Ryn Gosling as Court Gentry
Chris Evans as Lloyd Hansen
Dhanush as Avik San
Ana de Armas as Dani Miranda
Jessica Henwick as Suzanne Brewer
Regé-Jean Page as Denny Carmichael
Julia Butters as Claire Fitzroy
Billy Bob Thornton as Donald Fitzroy
Joe Russo, Anthony Russo
Christopher Markus, Stephen McFeely, Joe Russo
Stephen F. Windon
Jeff Groth, Pietro Scalia
Gosling has yet to portray a superhero, but he goes closer than ever before in the action flick “The Gray Man,” which is directed by the same team behind “Avengers: Endgame.” Because of this, it’s logical that Gosling and Netflix would agree to adapt the Mark Greaney novel for the sake of launching a new super story franchise of their own. Yet Netflix’s lack of creative supervision over these productions is becoming more apparent, as the streaming giant just lets artists gallop off along with their money without worrying about what they offer. Isn’t it obvious that this is what the algorithm is looking for? It’s expected that “The Gray Man” will be seen by millions of people. They won’t be able to recall anything significant about it in a few days. Even if “The Gray Man” is only the beginning of a larger series, it would be nice if the character had greater depth in subsequent films.
After being released from jail, the star of both “La La Land” and “Drive” takes up the role of a spy labelled Sierra Six (“007 was reserved”) (Billy Bob Thornton). With a straight introduction, “The Gray Man” gets right into the action, with Six being charged by his new boss, Denny Carmichael (Regé-Jean Page), with eliminating a target who ultimately turned out to be a fellow secret agent in the field. The dying man informs Six that Denny is a criminal before delivering him the evidence to support his claim. As soon as the film begins, our virtuous hero is on the run, without having had a chance to build any meaningful character. For crisp, perfect action films such as those in the “John Wick” series, a blank protagonist is acceptable, but this isn’t even close to being that tight of a production.
Lloyd Hansen (Chris Evans), a former CIA black operations mercenary who perhaps works in the private sector in which there are even less restrictions governing things such as torturing or mistreatments etc is called in by Carmichael as Six goes on the run. It will take whatever Hansen can think of to attract Six’s attention, even if it means abducting Fitzroy’s daughter Claire (Julia Butters). Six has a history with Claire, having served as a watchdog for her a few years before. He’s the spy who cares about children’s lives, unlike Hansen, who is a psychopath. Dani Miranda (Ana de Armas) joins Six on his journey to escape as another spy. Yet, believe it or not, she is given even less character delineation than her male colleagues, which may surprise some people.
And here, for the next two hours, we’re done. Things go boom when there’s a good person vs a bad guy, a lady in the midst, and a youngster in danger. However, although some of the fighting portions are well-executed, much of the picture is filmed in such a weirdly low light that it diminishes even the magnetic screen presence of the unquestionably charming Gosling, Evans and de Armas.

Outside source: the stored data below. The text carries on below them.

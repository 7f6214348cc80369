pub mod places;
pub mod yelp;

pub use places::PlacesAdapter;
pub use yelp::YelpAdapter;

use savorcore::adapter::{AdapterError, AdapterErrorKind};

/// Shared reqwest transport-error mapping for both adapters.
pub(crate) fn map_transport_error(err: reqwest::Error) -> AdapterError {
    if err.is_timeout() {
        AdapterError::timeout(err.to_string())
    } else if err.is_connect() {
        AdapterError::unreachable(err.to_string())
    } else {
        AdapterError::new(AdapterErrorKind::Unreachable, err.to_string())
    }
}
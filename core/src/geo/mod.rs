pub mod distance;
pub mod point;

pub use distance::{haversine_km, haversine_m};
pub use point::{offset_km, wrap_delta_degrees, wrap_longitude, GeoPoint, InvalidCoordinate};
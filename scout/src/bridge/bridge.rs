use crate::bridge::model::BridgeModel;
use anyhow::Result;
use savorcore::session::DiscoverySession;
use savorcore::viewport::MapProjector;
use serde_json::json;
use std::{
    net::SocketAddr,
    sync::{Arc, RwLock},
    thread,
};
use tokio::runtime::Builder;
use warp::{http::StatusCode, Filter};

fn bridge_bind_address() -> SocketAddr {
    SocketAddr::from(([127, 0, 0, 1], 9400))
}

/// Hosts the local HTTP endpoint the renderer polls, and forwards refresh
/// requests into the discovery session.
pub struct DiscoveryBridge {
    state: Arc<RwLock<BridgeModel>>,
}

impl DiscoveryBridge {
    pub fn new(session: Arc<DiscoverySession>, projector: MapProjector) -> Self {
        let state = Arc::new(RwLock::new(BridgeModel::default()));
        let state_for_filter = state.clone();
        let state_filter = warp::any().map(move || state_for_filter.clone());
        let session_filter = warp::any().map(move || session.clone());
        let projector_filter = warp::any().map(move || projector);

        let get_route = warp::path("snapshot")
            .and(warp::get())
            .and(state_filter.clone())
            .map(|state: Arc<RwLock<BridgeModel>>| warp::reply::json(&*state.read().unwrap()));

        let refresh_route = warp::path("refresh")
            .and(warp::post())
            .and(state_filter)
            .and(session_filter)
            .and(projector_filter)
            .and_then(
                |state: Arc<RwLock<BridgeModel>>,
                 session: Arc<DiscoverySession>,
                 projector: MapProjector| async move {
                    match session.refresh().await {
                        Some(snapshot) => {
                            let model = BridgeModel::from_snapshot(&snapshot, &projector);
                            let mut guard = state.write().unwrap();
                            *guard = model;
                            Ok::<_, warp::Rejection>(warp::reply::with_status(
                                warp::reply::json(&json!({
                                    "status": "ok",
                                    "markers": guard.markers.len(),
                                    "degraded": guard.degraded
                                })),
                                StatusCode::OK,
                            ))
                        }
                        None => Ok(warp::reply::with_status(
                            warp::reply::json(&json!({"status": "superseded"})),
                            StatusCode::CONFLICT,
                        )),
                    }
                },
            );

        thread::spawn(move || {
            let routes = get_route.or(refresh_route);
            let runtime = Builder::new_current_thread()
                .enable_all()
                .build()
                .expect("failed to build runtime");
            runtime.block_on(async move {
                warp::serve(routes).run(bridge_bind_address()).await;
            });
        });

        Self { state }
    }

    pub fn publish(&self, model: &BridgeModel) -> Result<()> {
        let mut guard = self.state.write().unwrap();
        *guard = model.clone();
        println!(
            "[bridge] markers: {}, degraded: {}, approximate location: {}",
            guard.markers.len(),
            guard.degraded,
            guard.used_fallback
        );
        Ok(())
    }

    pub fn publish_status(&self, message: &str) {
        println!("[bridge] {}", message);
    }

    #[cfg(test)]
    pub fn snapshot(&self) -> BridgeModel {
        self.state.read().unwrap().clone()
    }
}
use crate::model::RestaurantRecord;
use serde::{Deserialize, Serialize};

/// Marker colour bucket keyed by cuisine family.
#[derive(Debug, Clone, Copy, PartialEq, Eq, Serialize, Deserialize)]
#[serde(rename_all = "snake_case")]
pub enum ColorClass {
    Crimson,
    Amber,
    Emerald,
    Azure,
    Violet,
    Slate,
}

#[derive(Debug, Clone, Copy, PartialEq, Eq, Serialize, Deserialize)]
#[serde(rename_all = "snake_case")]
pub enum SizeTier {
    Normal,
    Highlighted,
}

/// Visual classification for one record, independent of its position.
/// Recomputed whenever the record set changes; never persisted.
#[derive(Debug, Clone, Serialize, Deserialize)]
pub struct MarkerAnnotation {
    pub record_id: String,
    pub color_class: ColorClass,
    pub size_tier: SizeTier,
}

/// Ratings strictly above this render as highlighted markers.
const HIGHLIGHT_RATING: f64 = 4.5;

const ASIAN: &[&str] = &[
    "thai", "chinese", "japanese", "korean", "vietnamese", "sushi", "ramen", "asian", "indian",
];
const EUROPEAN: &[&str] = &[
    "italian", "french", "spanish", "greek", "mediterranean", "pizza", "european",
];
const AMERICAN: &[&str] = &["american", "burger", "bbq", "steak", "diner", "barbecue"];
const GREEN: &[&str] = &["vegetarian", "vegan", "salad", "healthy"];
const SWEET: &[&str] = &["cafe", "coffee", "bakery", "dessert", "ice cream"];

/// Pure, total mapping from record attributes to marker visuals. Safe to run
/// over a record sequence in any order or in parallel.
pub struct MarkerClassifier;

impl MarkerClassifier {
    pub fn classify(record: &RestaurantRecord) -> MarkerAnnotation {
        let color_class = record
            .cuisine
            .as_deref()
            .map(color_for_cuisine)
            .unwrap_or(ColorClass::Slate);
        let size_tier = match record.rating {
            Some(rating) if rating > HIGHLIGHT_RATING => SizeTier::Highlighted,
            _ => SizeTier::Normal,
        };
        MarkerAnnotation {
            record_id: record.id.clone(),
            color_class,
            size_tier,
        }
    }

    pub fn classify_all(records: &[RestaurantRecord]) -> Vec<MarkerAnnotation> {
        records.iter().map(Self::classify).collect()
    }
}

fn color_for_cuisine(cuisine: &str) -> ColorClass {
    let needle = cuisine.to_lowercase();
    let matches = |keywords: &[&str]| keywords.iter().any(|keyword| needle.contains(keyword));
    if matches(ASIAN) {
        ColorClass::Crimson
    } else if matches(EUROPEAN) {
        ColorClass::Amber
    } else if matches(GREEN) {
        ColorClass::Emerald
    } else if matches(AMERICAN) {
        ColorClass::Azure
    } else if matches(SWEET) {
        ColorClass::Violet
    } else {
        ColorClass::Slate
    }
}

#[cfg(test)]
mod tests {
    use super::*;
    use crate::geo::GeoPoint;
    use crate::model::{PlatformId, PriceTier};
    use serde_json::Map;

    fn record(cuisine: Option<&str>, rating: Option<f64>) -> RestaurantRecord {
        RestaurantRecord::new(
            "test:1",
            "Test Spot",
            cuisine.map(str::to_string),
            rating,
            PriceTier::Unknown,
            GeoPoint::new(13.7563, 100.5018).unwrap(),
            PlatformId::from("test"),
            Map::new(),
        )
    }

    #[test]
    fn cuisine_buckets_map_to_colors() {
        let thai = MarkerClassifier::classify(&record(Some("Thai Street Food"), None));
        assert_eq!(thai.color_class, ColorClass::Crimson);

        let italian = MarkerClassifier::classify(&record(Some("italian"), None));
        assert_eq!(italian.color_class, ColorClass::Amber);

        let vegan = MarkerClassifier::classify(&record(Some("Vegan Bowls"), None));
        assert_eq!(vegan.color_class, ColorClass::Emerald);
    }

    #[test]
    fn missing_cuisine_uses_the_default_bucket() {
        let annotation = MarkerClassifier::classify(&record(None, Some(4.0)));
        assert_eq!(annotation.color_class, ColorClass::Slate);
    }

    #[test]
    fn highlight_requires_rating_strictly_above_threshold() {
        assert_eq!(
            MarkerClassifier::classify(&record(None, Some(4.5))).size_tier,
            SizeTier::Normal
        );
        assert_eq!(
            MarkerClassifier::classify(&record(None, Some(4.6))).size_tier,
            SizeTier::Highlighted
        );
        assert_eq!(
            MarkerClassifier::classify(&record(None, None)).size_tier,
            SizeTier::Normal
        );
    }
}
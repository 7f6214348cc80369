use crate::geo::GeoPoint;
use crate::telemetry::LogManager;
use async_trait::async_trait;
use std::sync::Arc;
use std::time::Duration;

/// Reference point substituted whenever position lookup fails: Bangkok city
/// centre, the platform's launch market.
pub const FALLBACK_REFERENCE_POINT: GeoPoint = GeoPoint {
    latitude: 13.7563,
    longitude: 100.5018,
};

#[derive(Debug, Clone, thiserror::Error)]
pub enum LocationError {
    #[error("position permission denied")]
    Denied,
    #[error("position lookup timed out")]
    Timeout,
    #[error("invalid coordinate from provider: {0}")]
    InvalidCoordinate(String),
    #[error("position provider unavailable: {0}")]
    Unavailable(String),
}

/// Source of a device position fix (browser geolocation, IP lookup, a fixed
/// test coordinate). One attempt per call; the resolver owns the timeout.
#[async_trait]
pub trait LocationProvider: Send + Sync {
    async fn locate(&self) -> Result<GeoPoint, LocationError>;
}

#[derive(Debug, Clone, Copy, PartialEq)]
pub struct ResolvedLocation {
    pub point: GeoPoint,
    /// True when the provider failed and the fixed reference point was
    /// substituted, so the caller can flag results as approximate.
    pub used_fallback: bool,
}

/// Resolves the caller's position with a bounded wait and a deterministic
/// fallback. Never errors and never retries; re-resolution is the caller's
/// decision.
pub struct LocationResolver {
    provider: Arc<dyn LocationProvider>,
    fallback: GeoPoint,
    logger: LogManager,
}

impl LocationResolver {
    pub fn new(provider: Arc<dyn LocationProvider>) -> Self {
        Self::with_fallback(provider, FALLBACK_REFERENCE_POINT)
    }

    pub fn with_fallback(provider: Arc<dyn LocationProvider>, fallback: GeoPoint) -> Self {
        Self {
            provider,
            fallback,
            logger: LogManager::new(),
        }
    }

    pub async fn resolve(&self, timeout_ms: u64) -> ResolvedLocation {
        let attempt =
            tokio::time::timeout(Duration::from_millis(timeout_ms), self.provider.locate()).await;

        match attempt {
            Ok(Ok(point)) => {
                let (normalized, clamped) = GeoPoint::clamped(point.latitude, point.longitude);
                if clamped {
                    // Providers must hand over valid coordinates; clamping
                    // here means an upstream bug, not a tolerated input.
                    self.logger.record_alert(&format!(
                        "provider reported out-of-range coordinate ({}, {}); clamped to ({}, {})",
                        point.latitude,
                        point.longitude,
                        normalized.latitude,
                        normalized.longitude
                    ));
                }
                ResolvedLocation {
                    point: normalized,
                    used_fallback: false,
                }
            }
            Ok(Err(err)) => {
                self.logger
                    .record_warn(&format!("position lookup failed ({err}); using fallback"));
                ResolvedLocation {
                    point: self.fallback,
                    used_fallback: true,
                }
            }
            Err(_) => {
                self.logger.record_warn(&format!(
                    "position lookup exceeded {timeout_ms}ms; using fallback"
                ));
                ResolvedLocation {
                    point: self.fallback,
                    used_fallback: true,
                }
            }
        }
    }
}
use crate::adapter::AdapterErrorKind;
use crate::model::query::SearchQuery;
use crate::model::record::{PlatformId, RestaurantRecord};
use serde::{Deserialize, Serialize};
use std::collections::BTreeMap;

/// Outcome of one platform within an aggregation round.
#[derive(Debug, Clone, Copy, PartialEq, Eq, Serialize, Deserialize)]
#[serde(tag = "outcome", rename_all = "snake_case")]
pub enum PlatformStatus {
    Ok { record_count: usize },
    Failed { reason: AdapterErrorKind },
}

/// The merged output of one discovery call. Records are ordered by platform
/// declaration order, then ascending distance from the query center.
#[derive(Debug, Clone, Serialize, Deserialize)]
pub struct AggregationResult {
    pub query: SearchQuery,
    pub records: Vec<RestaurantRecord>,
    pub per_platform_status: BTreeMap<PlatformId, PlatformStatus>,
    /// True iff every adapter failed and the synthetic seed set was
    /// substituted so the caller still has something to render.
    pub degraded: bool,
}

impl AggregationResult {
    pub fn record(&self, id: &str) -> Option<&RestaurantRecord> {
        self.records.iter().find(|record| record.id == id)
    }
}
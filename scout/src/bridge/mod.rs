pub mod bridge;
pub mod model;

pub use bridge::DiscoveryBridge;
pub use model::{BridgeModel, MarkerView};
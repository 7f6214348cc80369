use crate::model::{PlatformId, RestaurantRecord, SearchQuery};
use async_trait::async_trait;
use serde::{Deserialize, Serialize};

/// Failure classes an adapter can report. The aggregator treats every kind
/// the same way (zero records this round); the kind feeds logging and the
/// per-platform status map.
#[derive(Debug, Clone, Copy, PartialEq, Eq, Serialize, Deserialize)]
pub enum AdapterErrorKind {
    Timeout,
    Unauthorized,
    RateLimited,
    MalformedResponse,
    Unreachable,
}

impl std::fmt::Display for AdapterErrorKind {
    fn fmt(&self, f: &mut std::fmt::Formatter<'_>) -> std::fmt::Result {
        let label = match self {
            Self::Timeout => "timeout",
            Self::Unauthorized => "unauthorized",
            Self::RateLimited => "rate limited",
            Self::MalformedResponse => "malformed response",
            Self::Unreachable => "unreachable",
        };
        f.write_str(label)
    }
}

#[derive(Debug, Clone, thiserror::Error)]
#[error("{kind}: {detail}")]
pub struct AdapterError {
    pub kind: AdapterErrorKind,
    pub detail: String,
}

impl AdapterError {
    pub fn new(kind: AdapterErrorKind, detail: impl Into<String>) -> Self {
        Self {
            kind,
            detail: detail.into(),
        }
    }

    pub fn timeout(detail: impl Into<String>) -> Self {
        Self::new(AdapterErrorKind::Timeout, detail)
    }

    pub fn malformed(detail: impl Into<String>) -> Self {
        Self::new(AdapterErrorKind::MalformedResponse, detail)
    }

    pub fn unreachable(detail: impl Into<String>) -> Self {
        Self::new(AdapterErrorKind::Unreachable, detail)
    }
}

pub type AdapterResult = Result<Vec<RestaurantRecord>, AdapterError>;

/// One upstream platform boundary. Implementations translate their
/// platform's response shape into canonical records, apply the
/// radius-containment filter, and never retry internally.
#[async_trait]
pub trait PlatformAdapter: Send + Sync {
    fn id(&self) -> PlatformId;
    async fn fetch(&self, query: &SearchQuery) -> AdapterResult;
}
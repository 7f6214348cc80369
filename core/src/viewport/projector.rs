use crate::geo::{wrap_delta_degrees, wrap_longitude, GeoPoint};
use crate::model::RestaurantRecord;
use serde::{Deserialize, Serialize};

/// Geographic window currently being rendered. The visible span shrinks as
/// zoom grows: `extent_degrees / zoom` degrees across both axes.
#[derive(Debug, Clone, Copy, Serialize, Deserialize)]
pub struct Viewport {
    pub center: GeoPoint,
    pub zoom: f64,
    pub extent_degrees: f64,
}

impl Viewport {
    pub fn new(center: GeoPoint, zoom: f64, extent_degrees: f64) -> Self {
        Self {
            center,
            zoom: if zoom.is_finite() && zoom > 0.0 {
                zoom
            } else {
                1.0
            },
            extent_degrees: if extent_degrees.is_finite() && extent_degrees > 0.0 {
                extent_degrees
            } else {
                1.0
            },
        }
    }

    /// Window that comfortably contains a circle of `radius_km` around the
    /// center at zoom 1.
    pub fn fit_radius(center: GeoPoint, radius_km: f64) -> Self {
        // 1 degree of latitude is ~110.6km; double the radius plus slack.
        let span = (radius_km.max(0.1) * 2.2) / 110.574;
        Self::new(center, 1.0, span)
    }

    fn window_degrees(&self) -> f64 {
        self.extent_degrees / self.zoom
    }
}

/// Normalized render position for one record. (0,0) is the top-left of the
/// frame, x grows east, y grows south.
#[derive(Debug, Clone, Serialize, Deserialize)]
pub struct ViewportProjection {
    pub record_id: String,
    pub x_normalized: f64,
    pub y_normalized: f64,
    pub on_screen: bool,
}

/// Affine projection between geographic coordinates and normalized frame
/// coordinates. Stateless apart from the off-frame margin.
#[derive(Debug, Clone, Copy)]
pub struct MapProjector {
    /// Extra normalized border treated as still-on-screen, so markers just
    /// past the frame edge are not culled mid-pan.
    pub margin: f64,
}

impl Default for MapProjector {
    fn default() -> Self {
        Self { margin: 0.05 }
    }
}

impl MapProjector {
    pub fn new(margin: f64) -> Self {
        Self {
            margin: margin.max(0.0),
        }
    }

    pub fn project(
        &self,
        records: &[RestaurantRecord],
        viewport: &Viewport,
    ) -> Vec<ViewportProjection> {
        records
            .iter()
            .map(|record| {
                let (x, y, on_screen) = self.project_point(record.position, viewport);
                ViewportProjection {
                    record_id: record.id.clone(),
                    x_normalized: x,
                    y_normalized: y,
                    on_screen,
                }
            })
            .collect()
    }

    /// Projects a single point. Longitude deltas are wrapped through ±180°
    /// first; without that, a viewport straddling the antimeridian would
    /// fling records to the far side of the frame.
    pub fn project_point(&self, point: GeoPoint, viewport: &Viewport) -> (f64, f64, bool) {
        let window = viewport.window_degrees();
        let d_lon = wrap_delta_degrees(point.longitude - viewport.center.longitude);
        let d_lat = point.latitude - viewport.center.latitude;

        let x_raw = 0.5 + d_lon / window;
        let y_raw = 0.5 - d_lat / window;

        let on_screen = (-self.margin..=1.0 + self.margin).contains(&x_raw)
            && (-self.margin..=1.0 + self.margin).contains(&y_raw);

        (x_raw.clamp(0.0, 1.0), y_raw.clamp(0.0, 1.0), on_screen)
    }

    /// Inverse transform, exact for points whose projection was not clamped.
    pub fn unproject(&self, x_normalized: f64, y_normalized: f64, viewport: &Viewport) -> GeoPoint {
        let window = viewport.window_degrees();
        let latitude =
            (viewport.center.latitude + (0.5 - y_normalized) * window).clamp(-90.0, 90.0);
        let longitude = wrap_longitude(viewport.center.longitude + (x_normalized - 0.5) * window);
        GeoPoint {
            latitude,
            longitude,
        }
    }
}
use crate::geo::haversine_m;
use crate::model::RestaurantRecord;

/// Cross-platform duplicate detection. Two records are the same restaurant
/// when their normalized names match and their positions sit within
/// `distance_m` of each other. The thresholds are configurable because the
/// upstream platforms disagree about both spelling and pin placement.
#[derive(Debug, Clone, Copy)]
pub struct DedupPolicy {
    pub distance_m: f64,
}

impl Default for DedupPolicy {
    fn default() -> Self {
        Self { distance_m: 50.0 }
    }
}

impl DedupPolicy {
    pub fn is_duplicate(&self, a: &RestaurantRecord, b: &RestaurantRecord) -> bool {
        normalized_name(&a.name) == normalized_name(&b.name)
            && haversine_m(a.position, b.position) <= self.distance_m
    }

    /// Removes duplicates in place, keeping the first occurrence. Input must
    /// already be in merge order (platform declaration order first), which
    /// makes "first occurrence" the earlier-declared platform's record.
    pub fn dedup(&self, records: &mut Vec<RestaurantRecord>) {
        let mut kept: Vec<RestaurantRecord> = Vec::with_capacity(records.len());
        for record in records.drain(..) {
            if !kept.iter().any(|seen| self.is_duplicate(seen, &record)) {
                kept.push(record);
            }
        }
        *records = kept;
    }
}

/// Case-insensitive, whitespace-collapsed name key.
fn normalized_name(name: &str) -> String {
    name.split_whitespace()
        .map(|word| word.to_lowercase())
        .collect::<Vec<_>>()
        .join(" ")
}

#[cfg(test)]
mod tests {
    use super::*;
    use crate::geo::{offset_km, GeoPoint};
    use crate::model::{PlatformId, PriceTier};
    use serde_json::Map;

    fn record(id: &str, name: &str, position: GeoPoint, platform: &str) -> RestaurantRecord {
        RestaurantRecord::new(
            id,
            name,
            None,
            None,
            PriceTier::Unknown,
            position,
            PlatformId::from(platform),
            Map::new(),
        )
    }

    #[test]
    fn name_normalization_collapses_case_and_whitespace() {
        assert_eq!(normalized_name("Thai   Kitchen "), "thai kitchen");
        assert_eq!(normalized_name("THAI\tKITCHEN"), "thai kitchen");
    }

    #[test]
    fn nearby_same_name_records_collapse_to_earlier_platform() {
        let center = GeoPoint::new(13.7563, 100.5018).unwrap();
        let mut records = vec![
            record("a:1", "Thai Kitchen", center, "a"),
            record("b:9", "thai   kitchen", offset_km(center, 0.0, 0.04), "b"),
        ];
        DedupPolicy::default().dedup(&mut records);
        assert_eq!(records.len(), 1);
        assert_eq!(records[0].id, "a:1");
    }

    #[test]
    fn same_name_far_apart_is_two_restaurants() {
        let center = GeoPoint::new(13.7563, 100.5018).unwrap();
        let mut records = vec![
            record("a:1", "Noodle House", center, "a"),
            record("b:2", "Noodle House", offset_km(center, 0.0, 1.2), "b"),
        ];
        DedupPolicy::default().dedup(&mut records);
        assert_eq!(records.len(), 2);
    }
}
use log::{error, info, warn};

pub struct LogManager;

impl LogManager {
    pub fn new() -> Self {
        Self
    }

    pub fn record(&self, message: &str) {
        info!("{}", message);
    }

    pub fn record_warn(&self, message: &str) {
        warn!("{}", message);
    }

    /// Loud channel for invariant violations that must never pass silently.
    pub fn record_alert(&self, message: &str) {
        error!("{}", message);
    }
}

impl Default for LogManager {
    fn default() -> Self {
        Self::new()
    }
}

The low-light palette pattern followed in this film would be appropriate for the majority of an international action film deserving a cinematic prison term. A new Fast & Furious or Bourne series, “The Gray Man” should be outrageously over-the-top, but other than an amusing Evans, it all seems so thematically uninteresting. As a piece of cracker entertainment, it frequently fails to mention that this type of endeavour must be lighthearted.
Evans is a concern since he’s never presented as a serious danger. An asset removal gone horribly wrong, an article’s title error, will be taught in schools as a cautionary tale. In truth, he seems to be terrible at his job. Rather than a contest of wills, this is a contest between an ethical spy and an insane spy. Although the script by Joe Russo, Christopher Markus, and Stephen McFeely tends to keep attempting to peddle us on Hansen being such a dreadful genius and there’s really no evidence of the latter part, there’s something least developed in the conception that Gosling is the old-fashioned spy and Evans is the brute force advanced monster.
In his second outing in Hollywood, Actor Dhanush makes a splash. An extended battle sequence with Ana de Armas and Ryan Gosling gives him the opportunity to show off his fighting talents. Dhanush has a lot of screen time, yet he barely gets a few words to utter during those moments. This is understandable, given that spies, at least in the traditional sense, are expected to go above and beyond what they are paid to accomplish. Avik, by Dhanush, accomplishes just that. He’s also the only character in the film with what seems to be a solid moral compass, as Russos demonstrate early on by having him touch a rudraksh mala, a religious amulet.
It feels like “The Gray Man” is afraid to take a real risk, like plenty of original content on streaming services. With its current commitment of $200 million on a film, would Netflix ever be able to produce a movie on par with [‘Mission: Impossible, Mad Max: Fury Road, John Wick, or even Fast Five? ] In the event that anything similar does place, there could be a need for a real-life superhero.